MANJHI-Very Good but not exactly ground-breaking

Rating – 3half-star-rating (1) ( 3.5 / 5 )

MANJHI- is a brave tale of a brave man. Brave man –for he single-handedly makes a road in a mountain with a hammer and chisel alone. And brave tale- because it is not a story many would dare to translate on celluloid. Congrats to Ketan Mehta for picking a biographical subject so different. But one needs to deduct some marks from him for dramatizing the tale a bit more than optimum levels that such a realistic film perhaps demands. Ketan Mehta, since his directorial debut Bhavni Bhavai(1980)has been receiving accolades and occasional brickbats and here he finally strikes a balance, where his style of film-making might find favour in a small way at the box-office. He had, however, failed to do the same when he got his biggest chance till date in the form of Aamir Khan’s “Mangal Pandey-The Uprising”. The director, who has to his credit 2 flops each with Aamir Khan (Holi -1984 and Mangal Pandey-2005) and Shahrukh Khan (Maya Memsaab-1992 and O Darling! Yeh Hai India-1995), finally connects to the mainstream audience via Nawazuddin Siddiqui. Nawazuddin gives another brilliant performance and this time he carries the entire film on his shoulders. Radhika Apte, who quietly but surely is turning out to be the Find of The Year (Badlapur, Hunterr, the Ahilya ad and now Manjhi) is a charming actress, and this doe-eyed, dusky babe is attracting both with her sultry looks and sizzling performances. Here too, notwithstanding her neatly threaded eye-brows and her unusually clean complexion for a village girl and her blouse-less sarees, she performs as a perfect partner to the mountain man.
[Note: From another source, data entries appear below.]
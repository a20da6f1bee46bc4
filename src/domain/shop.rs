//! Seller storefront.

use crate::domain::Email;
use chrono::{DateTime, Utc};
use serde::{Deserialize, Serialize};
use uuid::Uuid;

/// Number of products a new shop may list before upgrading.
pub const DEFAULT_PRODUCT_LIMIT: i64 = 3;

#[derive(Debug, Clone, PartialEq, Eq, Serialize, Deserialize)]
#[serde(rename_all = "camelCase")]
pub struct Shop {
    pub id: String,
    pub owner_email: Email,
    pub owner_name: Option<String>,
    pub name: String,
    pub logo_url: Option<String>,
    pub description: Option<String>,
    pub location: Option<String>,
    pub product_limit: i64,
    pub created_at: DateTime<Utc>,
}

/// Client-supplied fields for a new shop. Owner and limit are never taken from the body.
#[derive(Debug, Clone, Deserialize)]
#[serde(rename_all = "camelCase")]
pub struct ShopDraft {
    pub name: String,
    pub owner_name: Option<String>,
    pub logo_url: Option<String>,
    pub description: Option<String>,
    pub location: Option<String>,
}

impl ShopDraft {
    pub fn into_shop(self, owner_email: Email, now: DateTime<Utc>) -> Shop {
        Shop {
            id: Uuid::new_v4().to_string(),
            owner_email,
            owner_name: self.owner_name,
            name: self.name.trim().to_string(),
            logo_url: self.logo_url,
            description: self.description,
            location: self.location,
            product_limit: DEFAULT_PRODUCT_LIMIT,
            created_at: now,
        }
    }
}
Ketan’s style of taking the story forward and backwards maybe a great cinematic tool, but it is the same aspect that tends to make it confusing for the simple-minded mainstream cinegoer. The village zamindar played by Tigmanshu Dulia is adequate. The love story element in Dashrath Manjhi’s tale is interesting,though exaggerated at times. The dream sequences and the metaphor of TajMahal don’t add much to the need of a film like this. There seems a conscious effort from the film-maker to make the movie interesting to watch, and that somehow becomes the weak point of the film, as it robs it of the realistic touch.


All said and done, MANJHI is a neat, watchable film , that will appeal to the discerning viewer, who looks for variety on his plate and might even strike sort of a cord with the regular cinegoer. Must be watched for its touching a really off-beat subject and not disappointing.